I thought sportsmanship meant always playing your best for your team and for the sake of the game. Not deliberately playing badly just to spare the other team's feelings.

Retardo

The parent's "right to insult or belittle the organization" is no more dependent on the registration fee than is our right to insult and belittle the organization. It is inalienable. Actually, it's more of an obligation than a right.

I have an alarming, discreditable urge to find the alleged adults who invented this idiocy, and shoot spitballs at them until they wet themselves, burst into tears, and run off to tell the teacher.

Anna

I know, if you're winning 4-0 you have to wear a blindfold and wooden boots. It's social justice!

JuliaM

For once, I am genuinely speechless. I just cannot fathom the thought processes of the people who thought this would somehow be an improvement. I can only assume they are people that hate sport.

And I thought I hated sport! Clearly, I've a long, long way to go to reach these dizzying heights!

Brian, follower of Deornoth

Presumably good sides would be better at scoring own-goals whenever necessary.
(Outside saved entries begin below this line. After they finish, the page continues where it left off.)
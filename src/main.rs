use clap::Parser;
use missive::Provider;
use missive::core::config::{self, CliOverrides};
use simplelog::{ConfigBuilder, LevelFilter, WriteLogger};
use std::fs::File;
use std::path::PathBuf;

#[derive(Parser)]
#[command(name = "missive", about = "Contact form for the terminal")]
struct Args {
    /// Delivery backend to use
    #[arg(short, long, value_enum)]
    provider: Option<Provider>,

    /// EmailJS service ID
    #[arg(long)]
    service_id: Option<String>,

    /// EmailJS template ID
    #[arg(long)]
    template_id: Option<String>,

    /// EmailJS public key
    #[arg(long)]
    public_key: Option<String>,

    /// Read configuration from this file instead of ~/.missive/config.toml
    #[arg(short, long)]
    config: Option<PathBuf>,
}

#[tokio::main]
async fn main() -> Result<(), Box<dyn std::error::Error>> {
    let args = Args::parse();
    dotenv::dotenv().ok();

    // Initialize file logger - writes to missive.log in current directory
    let log_config = ConfigBuilder::new()
        .set_time_format_rfc3339()
        .build();

    if let Ok(log_file) = File::create("missive.log") {
        let _ = WriteLogger::init(LevelFilter::Debug, log_config, log_file);
    }

    let file_config = match args.config.as_deref() {
        Some(path) => config::load_config_from(path)?,
        None => config::load_config()?,
    };
    let resolved = config::resolve(
        &file_config,
        &CliOverrides {
            provider: args.provider,
            service_id: args.service_id,
            template_id: args.template_id,
            public_key: args.public_key,
        },
    );

    log::info!("Missive starting up with provider: {:?}", resolved.provider);

    let (provider, credentials) = missive::tui::build_provider(&resolved)?;
    missive::tui::run(provider, credentials, &resolved)?;
    Ok(())
}
//! EmailJS provider using the REST send endpoint.
//!
//! `POST {base_url}/email/send` with a JSON body:
//! - `service_id`, `template_id`: which account service and template to use
//! - `user_id`: the account's public key
//! - `template_params`: the form fields, keyed by template variable name
//! - `accessToken`: the private key, only for accounts that require it
//!
//! EmailJS answers `200 OK` with a plain-text body on success and a
//! plain-text reason on any 4xx/5xx.

use async_trait::async_trait;
use log::{debug, info, warn};
use serde::Serialize;

use crate::core::form::FormSnapshot;
use crate::delivery::{Credentials, DeliveryError, DeliveryProvider, DeliveryRequest};

use crate::core::config::DEFAULT_EMAILJS_BASE_URL;

// ============================================================================
// EmailJS API Types
// ============================================================================

/// The request body for `/email/send`
#[derive(Serialize, Debug)]
struct SendRequest<'a> {
    service_id: &'a str,
    template_id: &'a str,
    user_id: &'a str,
    template_params: &'a FormSnapshot,
    #[serde(rename = "accessToken", skip_serializing_if = "Option::is_none")]
    access_token: Option<&'a str>,
}

impl<'a> SendRequest<'a> {
    fn new(credentials: &'a Credentials, fields: &'a FormSnapshot) -> Self {
        Self {
            service_id: &credentials.service_id,
            template_id: &credentials.template_id,
            user_id: &credentials.public_key,
            template_params: fields,
            access_token: credentials.private_key.as_deref(),
        }
    }
}

/// Rejects credentials that could never succeed before spending a round trip.
fn check_credentials(credentials: &Credentials) -> Result<(), DeliveryError> {
    let missing = [
        ("service_id", &credentials.service_id),
        ("template_id", &credentials.template_id),
        ("public_key", &credentials.public_key),
    ]
    .into_iter()
    .find(|(_, value)| value.trim().is_empty());

    match missing {
        Some((name, _)) => Err(DeliveryError::Config(format!("{name} is empty"))),
        None => Ok(()),
    }
}

// ============================================================================
// Provider Implementation
// ============================================================================

/// EmailJS REST provider
pub struct EmailJsProvider {
    base_url: String,
    client: reqwest::Client,
}

impl EmailJsProvider {
    /// Creates a new EmailJS provider.
    ///
    /// # Arguments
    /// * `base_url` - Optional custom base URL (defaults to EmailJS's API)
    pub fn new(base_url: Option<String>) -> Self {
        let base_url = base_url.unwrap_or_else(|| DEFAULT_EMAILJS_BASE_URL.to_string());
        Self {
            base_url: base_url.trim_end_matches('/').to_string(),
            client: reqwest::Client::new(),
        }
    }
}

#[async_trait]
impl DeliveryProvider for EmailJsProvider {
    fn name(&self) -> &str {
        "emailjs"
    }

    async fn send(&self, request: DeliveryRequest<'_>) -> Result<(), DeliveryError> {
        check_credentials(request.credentials)?;

        let body = SendRequest::new(request.credentials, request.fields);
        info!(
            "EmailJS send: service={}, template={}",
            body.service_id, body.template_id
        );

        let response = self
            .client
            .post(format!("{}/email/send", self.base_url))
            .json(&body)
            .send()
            .await
            .map_err(|e| DeliveryError::Network(e.to_string()))?;

        let status = response.status();
        debug!("EmailJS response status: {}", status);

        if !status.is_success() {
            let message = response
                .text()
                .await
                .unwrap_or_else(|_| "unknown error".to_string());
            warn!("EmailJS API error: {} - {}", status.as_u16(), message);
            return Err(DeliveryError::Api {
                status: status.as_u16(),
                message,
            });
        }

        info!("EmailJS accepted the message");
        Ok(())
    }
}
Look forward to a lot of results like 104-108.

Chris S.

Forget wooden boots, the winners should be awarded the Stone Of Triumph!

Gaw

Having lost 20 or so-nil a few times playing for Stratton Pups, an under-10 team playing in an under-12s league, I can see where they're coming from. At this age some of the mismatches are pretty bloody. Anyway, isn't there some research suggesting that there's too much emphasis on competition rather than the development of skills in most children's football, certainly in England? It's one of the reasons we end up with the long-ball game apparently.

Brian H

What happened to losing with dignity?

AC1

It seems to me that Stoicism is the first target of socialists. Probably because socialism is akin to permanent childhood looking for an adult to care for them and Stoicism is THE core emotion of Adulthood.

WTP

Ohforchrissakes. When I read this post I assumed we were only talking about the 10 & under crowd. The linked article references a "Kevin" who is 17.

As for skills development, playing the game is the point of the skill. Practice is for the development. Not qualified to discuss the merits of the long-ball game or its impact on English soccer but it begs the question: Is long-ball detrimental to winning in international play or is it just not aesthetically pleasing? If it's the latter, then art is probably more your "sport" and leave
(ahem) "football" to your betters the yobs.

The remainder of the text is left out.